**SUPPLIED RECORDS**
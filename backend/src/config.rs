//! # Shop Configuration
//!
//! A single YAML file `tailor_config.yaml` at the root of the data directory:
//!
//! ```yaml
//! admin:
//!   username: "tailor"
//!   password: "change-me"
//! default_completion_days: 14
//! sink_file: null
//! data_format_version: "1.0"
//! ```
//!
//! The file is created with defaults on first use. With no `admin` section
//! every admin login is rejected.

use anyhow::{Context, Result};
use log::{debug, info};
use serde::{Deserialize, Serialize};
use std::fs;
use std::path::{Path, PathBuf};
use std::sync::Arc;

use crate::backend::domain::{CredentialVerifier, NoCredentials, StaticCredentials, DEFAULT_COMPLETION_DAYS};
use crate::backend::storage::{ExternalSink, JsonLinesSink};

pub const CONFIG_FILE_NAME: &str = "tailor_config.yaml";

/// Environment variable overriding the data directory
pub const DATA_DIR_ENV: &str = "MASTER_TAILOR_DATA_DIR";

#[derive(Debug, Clone, PartialEq, Serialize, Deserialize)]
pub struct AdminCredentials {
    pub username: String,
    pub password: String,
}

#[derive(Debug, Clone, PartialEq, Serialize, Deserialize)]
pub struct TailorConfig {
    #[serde(default)]
    pub admin: Option<AdminCredentials>,
    /// Used for delivery estimates when a booking has no live design
    #[serde(default = "default_completion_days")]
    pub default_completion_days: u32,
    /// Append-only JSON lines file mirroring new designs and bookings
    #[serde(default)]
    pub sink_file: Option<PathBuf>,
    #[serde(default = "default_data_format_version")]
    pub data_format_version: String,
}

fn default_completion_days() -> u32 {
    DEFAULT_COMPLETION_DAYS
}

fn default_data_format_version() -> String {
    "1.0".to_string()
}

impl Default for TailorConfig {
    fn default() -> Self {
        Self {
            admin: None,
            default_completion_days: default_completion_days(),
            sink_file: None,
            data_format_version: default_data_format_version(),
        }
    }
}

impl TailorConfig {
    /// Load the config from `data_dir`, writing a default one if it doesn't exist
    pub fn load_or_create(data_dir: &Path) -> Result<Self> {
        let config_path = data_dir.join(CONFIG_FILE_NAME);

        if config_path.exists() {
            let yaml_content = fs::read_to_string(&config_path)
                .with_context(|| format!("Failed to read {:?}", config_path))?;
            let config: TailorConfig = serde_yaml::from_str(&yaml_content)
                .with_context(|| format!("Failed to parse {:?}", config_path))?;
            debug!("Loaded shop config from {:?}", config_path);
            Ok(config)
        } else {
            let config = TailorConfig::default();
            config.save(data_dir)?;
            info!("Created default shop config at {:?}", config_path);
            Ok(config)
        }
    }

    /// Write the config atomically through a temp file
    pub fn save(&self, data_dir: &Path) -> Result<()> {
        if !data_dir.exists() {
            fs::create_dir_all(data_dir)
                .with_context(|| format!("Failed to create data directory {:?}", data_dir))?;
            info!("Created data directory: {:?}", data_dir);
        }

        let config_path = data_dir.join(CONFIG_FILE_NAME);
        let yaml_content = serde_yaml::to_string(self).context("Failed to serialize shop config")?;

        let temp_path = config_path.with_extension("tmp");
        fs::write(&temp_path, yaml_content)
            .with_context(|| format!("Failed to write {:?}", temp_path))?;
        fs::rename(&temp_path, &config_path)
            .with_context(|| format!("Failed to move config into place at {:?}", config_path))?;

        debug!("Saved shop config to {:?}", config_path);
        Ok(())
    }

    pub fn credential_verifier(&self) -> Arc<dyn CredentialVerifier> {
        match &self.admin {
            Some(admin) => Arc::new(StaticCredentials::new(&admin.username, &admin.password)),
            None => Arc::new(NoCredentials),
        }
    }

    /// The configured sink; relative paths are resolved against `data_dir`
    pub fn sink(&self, data_dir: &Path) -> Option<Arc<dyn ExternalSink>> {
        let path = self.sink_file.as_ref()?;
        let path = if path.is_absolute() {
            path.clone()
        } else {
            data_dir.join(path)
        };
        Some(Arc::new(JsonLinesSink::new(path)))
    }
}

/// Pick the data directory: explicit flag, then environment, then the
/// platform data dir, then a local fallback
pub fn resolve_data_directory(explicit: Option<PathBuf>) -> PathBuf {
    resolve_data_directory_from(explicit, std::env::var_os(DATA_DIR_ENV).map(PathBuf::from))
}

fn resolve_data_directory_from(explicit: Option<PathBuf>, from_env: Option<PathBuf>) -> PathBuf {
    if let Some(dir) = explicit {
        return dir;
    }
    if let Some(dir) = from_env.filter(|d| !d.as_os_str().is_empty()) {
        return dir;
    }
    match dirs::data_local_dir() {
        Some(dir) => dir.join("master-tailor"),
        None => PathBuf::from("master_tailor_data"),
    }
}

#[cfg(test)]
mod tests {
    use super::*;
    use tempfile::TempDir;

    #[test]
    fn test_load_or_create_writes_defaults() {
        let temp_dir = TempDir::new().expect("Failed to create temp dir");
        let data_dir = temp_dir.path().join("shop");

        let config = TailorConfig::load_or_create(&data_dir).unwrap();
        assert_eq!(config, TailorConfig::default());
        assert_eq!(config.default_completion_days, 14);
        assert!(data_dir.join(CONFIG_FILE_NAME).exists());
        assert!(!data_dir.join("tailor_config.tmp").exists());
    }

    #[test]
    fn test_saved_config_round_trips() {
        let temp_dir = TempDir::new().expect("Failed to create temp dir");
        let config = TailorConfig {
            admin: Some(AdminCredentials {
                username: "tailor".to_string(),
                password: "chalk".to_string(),
            }),
            default_completion_days: 10,
            sink_file: Some(PathBuf::from("leads.jsonl")),
            data_format_version: "1.0".to_string(),
        };
        config.save(temp_dir.path()).unwrap();

        let loaded = TailorConfig::load_or_create(temp_dir.path()).unwrap();
        assert_eq!(loaded, config);
    }

    #[test]
    fn test_partial_yaml_uses_defaults() {
        let temp_dir = TempDir::new().expect("Failed to create temp dir");
        fs::write(
            temp_dir.path().join(CONFIG_FILE_NAME),
            "admin:\n  username: tailor\n  password: chalk\n",
        )
        .unwrap();

        let config = TailorConfig::load_or_create(temp_dir.path()).unwrap();
        assert_eq!(config.default_completion_days, 14);
        assert_eq!(config.sink_file, None);
        assert!(config.credential_verifier().verify("tailor", "chalk"));
        assert!(!config.credential_verifier().verify("tailor", "wrong"));
    }

    #[test]
    fn test_no_admin_section_rejects_all_logins() {
        let config = TailorConfig::default();
        assert!(!config.credential_verifier().verify("", ""));
        assert!(!config.credential_verifier().verify("admin", "admin"));
    }

    #[test]
    fn test_malformed_yaml_is_an_error() {
        let temp_dir = TempDir::new().expect("Failed to create temp dir");
        fs::write(temp_dir.path().join(CONFIG_FILE_NAME), "admin: [unclosed").unwrap();
        assert!(TailorConfig::load_or_create(temp_dir.path()).is_err());
    }

    #[test]
    fn test_relative_sink_path_is_under_data_dir() {
        let temp_dir = TempDir::new().expect("Failed to create temp dir");
        let config = TailorConfig {
            sink_file: Some(PathBuf::from("leads.jsonl")),
            ..TailorConfig::default()
        };
        let sink = config.sink(temp_dir.path()).unwrap();
        sink.insert_data("designs", &serde_json::json!({"id": 1})).unwrap();
        assert!(temp_dir.path().join("leads.jsonl").exists());

        assert!(TailorConfig::default().sink(temp_dir.path()).is_none());
    }

    #[test]
    fn test_data_directory_precedence() {
        let flag = PathBuf::from("/tmp/from-flag");
        let env = PathBuf::from("/tmp/from-env");

        assert_eq!(
            resolve_data_directory_from(Some(flag.clone()), Some(env.clone())),
            flag
        );
        assert_eq!(resolve_data_directory_from(None, Some(env.clone())), env);

        let fallback = resolve_data_directory_from(None, Some(PathBuf::new()));
        assert!(fallback.ends_with("master-tailor") || fallback.ends_with("master_tailor_data"));
    }
}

**WHAT TO PRODUCE**
Print, exactly as written, the first line of the records above and each line after it until the line with "The file is", which is printed too.

**SOLUTION TO THIS TASK**
filename backend/src/config.rs
//! # Shop Configuration
//!
//! A single YAML file `tailor_config.yaml` at the root of the data directory:
//!
//! ```yaml
//! admin:
//!   username: "tailor"
//!   password: "change-me"
//! default_completion_days: 14
//! sink_file: null
//! data_format_version: "1.0"
//! ```
//!
//! The file is created with defaults on first use. With no `admin` section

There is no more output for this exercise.